COMMON GRACE ARGUMENT:
Exponents of the theory of common grace have appealed to this article as proof of an inner, spiritual operation of the Holy Spirit in the heart of every man whereby he is not regenerated, yet he is kept from total corruption of his nature; and, by this same inward operation of grace, there is a certain reforming influence outside of the work of regeneration upon the heart of every man.



(I)

Herman Hoeksema (1886-1965)

(a)

[Source: The Protestant Reformed Churches in America [1947], 368-369]

10.   What is described in this article?
      
The calling of the magistrates according to the Word of God. What we have in this article is, evidently, the picture of a Christian government, according to the conception of our fathers. When the government functions and protects them that do well, it destroys the kingdom of antichrist and promotes the kingdom of Christ and it furthers the preaching of the Word, so that God may be worshipped everywhere. And although the phrase “and thus may remove and prevent all idolatry and false worship” has been amended in a foot-note, rejecting the dominion of the State over the church, yet the article as a whole was never repudiated.

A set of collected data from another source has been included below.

//! Radiograph normalization: decode, intensity-correct, resize, encode.
//!
//! Every accepted upload ends up as a 3-channel 8-bit image (square when a
//! target size is configured) plus its JPEG encoding.

use std::io::Cursor;
use std::path::Path;

use image::codecs::jpeg::JpegEncoder;
use image::imageops::FilterType;
use image::{DynamicImage, GrayImage, RgbImage};
use serde::{Deserialize, Serialize};
use tracing::{debug, info};

use super::format::{detect_format, InputFormat};
use super::intensity::{self, GrayFrame, RenderOptions};
use super::native;
use crate::error::TriageError;

/// Default square edge for normalized images.
pub const DEFAULT_TARGET_SIZE: u32 = 1024;
pub const DEFAULT_JPEG_QUALITY: u8 = 85;

// ====== CONFIGURATION TYPES ======

/// Contrast enhancement applied to native radiographs after rescaling.
#[derive(Debug, Clone, Copy, PartialEq, Eq, Default, Serialize, Deserialize)]
#[serde(rename_all = "lowercase")]
pub enum Equalization {
    None,
    #[default]
    Global,
    /// CLAHE
    Adaptive,
}

#[derive(Debug, Clone, PartialEq, Serialize, Deserialize)]
#[serde(default)]
pub struct NormalizerConfig {
    /// Square edge length; `None` keeps the decoded size
    pub target_size: Option<u32>,
    /// Whether raster uploads are resized too
    pub resize_raster: bool,
    pub equalization: Equalization,
    pub clahe_clip_limit: f32,
    pub clahe_tiles: u32,
    pub apply_voi_lut: bool,
    pub fix_monochrome: bool,
    pub jpeg_quality: u8,
}

impl Default for NormalizerConfig {
    fn default() -> Self {
        Self {
            target_size: Some(DEFAULT_TARGET_SIZE),
            resize_raster: true,
            equalization: Equalization::Global,
            clahe_clip_limit: 2.0,
            clahe_tiles: 8,
            apply_voi_lut: true,
            fix_monochrome: true,
            jpeg_quality: DEFAULT_JPEG_QUALITY,
        }
    }
}

impl NormalizerConfig {
    pub fn validate(&self) -> Result<(), TriageError> {
        if self.target_size == Some(0) {
            return Err(TriageError::Config("target_size must be greater than zero".to_string()));
        }
        if !(1..=100).contains(&self.jpeg_quality) {
            return Err(TriageError::Config(format!(
                "jpeg_quality must be between 1 and 100, got {}",
                self.jpeg_quality
            )));
        }
        if self.clahe_tiles == 0 {
            return Err(TriageError::Config("clahe_tiles must be greater than zero".to_string()));
        }
        if !(self.clahe_clip_limit.is_finite() && self.clahe_clip_limit >= 0.0) {
            return Err(TriageError::Config(format!(
                "clahe_clip_limit must be a non-negative number, got {}",
                self.clahe_clip_limit
            )));
        }
        Ok(())
    }
}

// ====== OUTPUT ======

/// A decoded, corrected radiograph ready for detection and display.
#[derive(Debug, Clone)]
pub struct NormalizedImage {
    pub pixels: RgbImage,
    pub jpeg: Vec<u8>,
    pub source: InputFormat,
}

impl NormalizedImage {
    pub fn width(&self) -> u32 {
        self.pixels.width()
    }

    pub fn height(&self) -> u32 {
        self.pixels.height()
    }

    /// Media type of [`NormalizedImage::jpeg`].
    pub fn media_type(&self) -> &'static str {
        "image/jpeg"
    }
}

// ====== NORMALIZER ======

pub struct ImageNormalizer {
    config: NormalizerConfig,
}

impl Default for ImageNormalizer {
    fn default() -> Self {
        Self::new(NormalizerConfig::default())
    }
}

impl ImageNormalizer {
    pub fn new(config: NormalizerConfig) -> Self {
        Self { config }
    }

    pub fn config(&self) -> &NormalizerConfig {
        &self.config
    }

    /// Whether this build can decode native radiographs.
    pub fn native_supported() -> bool {
        cfg!(feature = "dicom")
    }

    /// Normalize an upload. `file_name` is only used for format detection.
    ///
    /// # Errors
    /// - `Decode` when the bytes are not a readable image of the detected format
    /// - `UnsupportedFormat` for compressed native inputs or builds without
    ///   native support
    pub fn normalize(&self, file_name: &Path, bytes: &[u8]) -> Result<NormalizedImage, TriageError> {
        let source = detect_format(file_name, bytes);
        debug!("Detected {:?} for '{}'", source, file_name.display());

        let pixels = match source {
            InputFormat::NativeRadiograph => {
                let frame = native::decode_native(bytes)?;
                info!("Decoded native radiograph: {}x{}", frame.width, frame.height);
                self.normalize_frame(&frame)?
            }
            InputFormat::StandardRaster => self.normalize_raster(bytes)?,
        };

        let jpeg = encode_jpeg(&pixels, self.config.jpeg_quality)?;
        info!(
            "Normalized '{}' to {}x{} ({} JPEG bytes)",
            file_name.display(),
            pixels.width(),
            pixels.height(),
            jpeg.len()
        );

        Ok(NormalizedImage {
            pixels,
            jpeg,
            source,
        })
    }

    /// Read a file from disk and normalize it.
    pub fn normalize_file(&self, path: &Path) -> Result<NormalizedImage, TriageError> {
        let bytes = std::fs::read(path)?;
        self.normalize(path, &bytes)
    }

    /// Post-decode pipeline for native frames: VOI, inversion, rescale,
    /// equalization, channel replication and resize.
    pub fn normalize_frame(&self, frame: &GrayFrame) -> Result<RgbImage, TriageError> {
        let gray = intensity::render(
            frame,
            RenderOptions {
                apply_voi: self.config.apply_voi_lut,
                fix_monochrome: self.config.fix_monochrome,
            },
        )?;

        let gray = self.equalize(gray);
        let rgb = DynamicImage::ImageLuma8(gray).to_rgb8();

        Ok(match self.config.target_size {
            Some(size) => resize_square(rgb, size),
            None => rgb,
        })
    }

    fn equalize(&self, gray: GrayImage) -> GrayImage {
        match self.config.equalization {
            Equalization::None => gray,
            Equalization::Global => intensity::equalize_global(&gray),
            Equalization::Adaptive => {
                intensity::equalize_adaptive(&gray, self.config.clahe_clip_limit, self.config.clahe_tiles)
            }
        }
    }

    fn normalize_raster(&self, bytes: &[u8]) -> Result<RgbImage, TriageError> {
        let img = image::load_from_memory(bytes)
            .map_err(|e| TriageError::Decode(format!("Failed to load image: {}", e)))?;
        info!("Loaded raster image: {}x{}", img.width(), img.height());

        let rgb = img.to_rgb8();
        Ok(match self.config.target_size {
            Some(size) if self.config.resize_raster => resize_square(rgb, size),
            _ => rgb,
        })
    }
}

/// Resize to `size x size` with Lanczos3. Already-square images of the
/// right size are returned untouched.
fn resize_square(img: RgbImage, size: u32) -> RgbImage {
    if img.dimensions() == (size, size) {
        return img;
    }
    image::imageops::resize(&img, size, size, FilterType::Lanczos3)
}

/// Encode an RGB image as baseline JPEG.
pub fn encode_jpeg(img: &RgbImage, quality: u8) -> Result<Vec<u8>, TriageError> {
    let mut buffer = Cursor::new(Vec::new());
    img.write_with_encoder(JpegEncoder::new_with_quality(&mut buffer, quality))
        .map_err(|e| TriageError::Decode(format!("Failed to encode image to JPEG: {}", e)))?;
    Ok(buffer.into_inner())
}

11.   But is there in this article any proof for the contention that there is an operation of the Holy Spirit restraining sin in the heart of the natural man?
      
Not at all. The difference between this article and the Second Point of 1924 is very lucid. Once more, this article speaks of an external restraint upon and punishment of the wicked, and that not by God, but by the power of the magistrates and of their sword. So little does this part of the confession speak of a restraint of sin in the heart by the Holy Spirit, that, if the latter were true, the magistrates and the police would not be necessary for this purpose. It is exactly because of the dissoluteness of men, which is not restrained by any spiritual or moral improvement, that the government must bear the sword.


(b)

[Source: The Rock Whence We Are Hewn (RFPA, 2015), p. 369]

This article does not speak of a restraint of the power and corruption of sin in the heart of the natural man by a general operation of the Holy Spirit, but of an external restraint of certain public sins by the power of the law supported by police power. The plain teaching of this article is that without the power of the magistrates men are not restrained at all, but are dissolute. If there were such an operation of the Spirit, as taught in the second point, the police and the sword-power of the magistrates would be unnecessary. But now it is different. Article 36 does not proceed from the assumption of such an operation of grace on the heart of natural man, and therefore it professes the need for laws and police.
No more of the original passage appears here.